The longitudinal axis of the magnet 10 is perpendicular to the plane of the recording material. The magnet 10 generates a magnetic field 17 which penetrates the part of the recording material just below it and in this area influences the alignment of the leaflets. This is shown on an enlarged scale in FIG. 6, where the width of the writing track influenced by the magnet 10 is denoted by X. From Fig. 6 it can be seen that within this range the flakes are no longer parallel to the surface of the recording material. Some in the middle of the track are practically at right angles to the plane of the recording material, while others, especially in the edge regions of the track, form a smaller angle to the plane of the recording material. At the edges of the track, the leaflets try to position themselves parallel to the lines of force of the magnetic field. As already mentioned, when leaving the area of influence of the magnetic field, the leaflets try to maintain their previously assumed orientation. As a result, the recording device creates a track which consists of small pieces of paper or "miniature reflectors" that are no longer oriented parallel to the plane of the recording material. This track thus has a lower reflection factor than the other areas of the recording material. This light-absorbing track is thus represented as a dark track on a light background. As shown in Fig.b by the indicated reflection of the incident light rays 18. This results in a visual representation of the visual writing trace that is similar to that of a conventional ink pen.

The process is similar for electrostatic recording.

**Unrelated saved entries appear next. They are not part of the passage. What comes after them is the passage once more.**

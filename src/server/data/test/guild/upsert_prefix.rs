use super::*;

/// Tests upserting a prefix for a guild with no row.
///
/// Expected: Ok with guild created using default music volume
#[tokio::test]
async fn creates_guild_on_first_update() -> Result<(), DbErr> {
    let test = TestBuilder::new()
        .with_table(entity::prelude::Guild)
        .build()
        .await
        .unwrap();
    let db = test.db.as_ref().unwrap();

    let repo = GuildRepository::new(db);
    let guild = repo.upsert_prefix("123456789", "?").await?;

    assert_eq!(guild.guild_id, "123456789");
    assert_eq!(guild.prefix, "?");
    assert_eq!(guild.music_volume, 100);
    assert!(guild.deleted_at.is_none());

    let count = entity::prelude::Guild::find()
        .filter(entity::guild::Column::GuildId.eq("123456789"))
        .count(db)
        .await?;
    assert_eq!(count, 1);

    Ok(())
}

/// Tests upserting updates the existing row in place.
///
/// Verifies the ID, creation time and music volume are preserved and only one row exists.
///
/// Expected: Ok with prefix updated
#[tokio::test]
async fn updates_existing_guild_in_place() -> Result<(), DbErr> {
    let test = TestBuilder::new()
        .with_table(entity::prelude::Guild)
        .build()
        .await
        .unwrap();
    let db = test.db.as_ref().unwrap();

    let existing = factory::guild::GuildFactory::new(db)
        .guild_id("123456789")
        .prefix("!")
        .music_volume(40)
        .build()
        .await?;

    let repo = GuildRepository::new(db);
    let guild = repo.upsert_prefix("123456789", "$").await?;

    assert_eq!(guild.id, existing.id);
    assert_eq!(guild.prefix, "$");
    assert_eq!(guild.music_volume, 40);
    assert_eq!(guild.created_at, existing.created_at);
    assert!(guild.updated_at >= existing.updated_at);

    let count = entity::prelude::Guild::find()
        .filter(entity::guild::Column::GuildId.eq("123456789"))
        .count(db)
        .await?;
    assert_eq!(count, 1);

    Ok(())
}

/// Tests upserting revives a soft-deleted guild instead of adding a row.
///
/// Expected: Ok with deleted_at cleared and same ID
#[tokio::test]
async fn revives_soft_deleted_guild() -> Result<(), DbErr> {
    let test = TestBuilder::new()
        .with_table(entity::prelude::Guild)
        .build()
        .await
        .unwrap();
    let db = test.db.as_ref().unwrap();

    let existing = factory::guild::GuildFactory::new(db)
        .guild_id("123456789")
        .prefix("old!")
        .deleted_at(Some(Utc::now()))
        .build()
        .await?;

    let repo = GuildRepository::new(db);
    let guild = repo.upsert_prefix("123456789", "new!").await?;

    assert_eq!(guild.id, existing.id);
    assert_eq!(guild.prefix, "new!");
    assert!(guild.deleted_at.is_none());

    let found = repo.find_by_guild_id("123456789").await?;
    assert_eq!(found.map(|g| g.prefix), Some("new!".to_string()));

    Ok(())
}

/// Tests upserting one guild leaves other guilds untouched.
///
/// Expected: Ok with other guild's prefix unchanged
#[tokio::test]
async fn does_not_touch_other_guilds() -> Result<(), DbErr> {
    let test = TestBuilder::new()
        .with_table(entity::prelude::Guild)
        .build()
        .await
        .unwrap();
    let db = test.db.as_ref().unwrap();

    factory::guild::GuildFactory::new(db)
        .guild_id("111111111")
        .prefix("a!")
        .build()
        .await?;

    let repo = GuildRepository::new(db);
    repo.upsert_prefix("222222222", "b!").await?;

    let other = repo.find_by_guild_id("111111111").await?.unwrap();
    assert_eq!(other.prefix, "a!");

    let count = entity::prelude::Guild::find().count(db).await?;
    assert_eq!(count, 2);

    Ok(())
}

/// Tests prefixes with unicode and whitespace are stored verbatim.
///
/// Expected: Ok with prefix preserved
#[tokio::test]
async fn stores_prefix_verbatim() -> Result<(), DbErr> {
    let test = TestBuilder::new()
        .with_table(entity::prelude::Guild)
        .build()
        .await
        .unwrap();
    let db = test.db.as_ref().unwrap();

    let repo = GuildRepository::new(db);
    let guild = repo.upsert_prefix("123456789", "🎵 ").await?;

    assert_eq!(guild.prefix, "🎵 ");

    Ok(())
}
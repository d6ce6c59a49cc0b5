use chrono::{DateTime, Utc};

use crate::model::guild::GuildDto;

/// Prefix reported for guilds with no stored configuration.
pub const DEFAULT_PREFIX: &str = "!";

/// Music volume stored for newly created guild rows.
pub const DEFAULT_MUSIC_VOLUME: i32 = 100;

/// Guild configuration as stored in the database.
#[derive(Debug, Clone, PartialEq)]
pub struct Guild {
    pub id: i32,
    /// External Discord guild ID, kept as the string the client sends.
    pub guild_id: String,
    pub prefix: String,
    /// Stored but not exposed for mutation by any endpoint.
    pub music_volume: i32,
    pub created_at: DateTime<Utc>,
    pub updated_at: DateTime<Utc>,
    pub deleted_at: Option<DateTime<Utc>>,
}

impl Guild {
    /// Converts an entity model to a domain model at the repository boundary.
    pub fn from_entity(entity: entity::guild::Model) -> Self {
        Self {
            id: entity.id,
            guild_id: entity.guild_id,
            prefix: entity.prefix,
            music_volume: entity.music_volume,
            created_at: entity.created_at,
            updated_at: entity.updated_at,
            deleted_at: entity.deleted_at,
        }
    }

    /// Converts the domain model to a DTO for API responses.
    pub fn into_dto(self) -> GuildDto {
        GuildDto {
            id: self.id,
            guild_id: self.guild_id,
            prefix: self.prefix,
            music_volume: self.music_volume,
            created_at: self.created_at,
            updated_at: self.updated_at,
            deleted_at: self.deleted_at,
        }
    }
}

For this purpose 2 sheets of drawings

$ 09541 /:

Claims (13)

Patent claims: 1. Recording material for magnetic or electrostatic image recording with an opposite a magnetic or electric force field sensitive layer that is translucent and is provided with cavities, the cavities a suspension of particles in a transparent, contain inert liquid and the particles align themselves in the force field, thereby characterized in that each of the cavities contains a plurality of particles, the particles are lamellar and their surface is highly light reflective 2. Recording material according to claim 1, characterized in that the flakes are made of Made of metal. 3. Recording material according to claim 2, characterized in that the flakes are made of Consist of iron, nickel or stainless steel. 4. A recording material according to claim 1 or 2, characterized in that the flakes consist essentially of a good light reflecting but non-magnetizable material and are provided with a magnetizable m coating of a thickness below 10. ⁷ 5. Recording material according to claim 4, characterized in that the leaflets in the consist essentially of aluminum and the magnetizable coating consists of nickel. 6. Recording material according to one of claims 1 to 5, characterized in that the Leaflets have an aspect ratio greater than 5: 1. 7. Recording material according to one of claims 1 to 5, characterized in that the The surface area of the leaflets is between 10 and 50 μm and their thickness is between 0.1 and 5 μm. 8. Recording material according to one of claims 1 to 7, characterized in that the middle The reflection factor of the leaflets is greater than 0.4. 9. Recording material according to one of claims 1 to 8, characterized in that the Suspension medium has the same refractive index as the binder of the sensitive layer. 10. Recording material according to one of claims 1 to 9, characterized in that the The suspension medium and the leaflets are enclosed in individual translucent capsules. 11. Recording material according to one of claims 1 to 10, characterized in that the sensitive layer (1) is applied to a layer support (4). P recording material according to claim 1, characterized in that the layer support (4) is transparent. 13. Recording material according to one of claims 1 to 12, characterized in that the sensitive layer (1) is embedded between two supports (4, 5), of which at least one is translucent or translucent.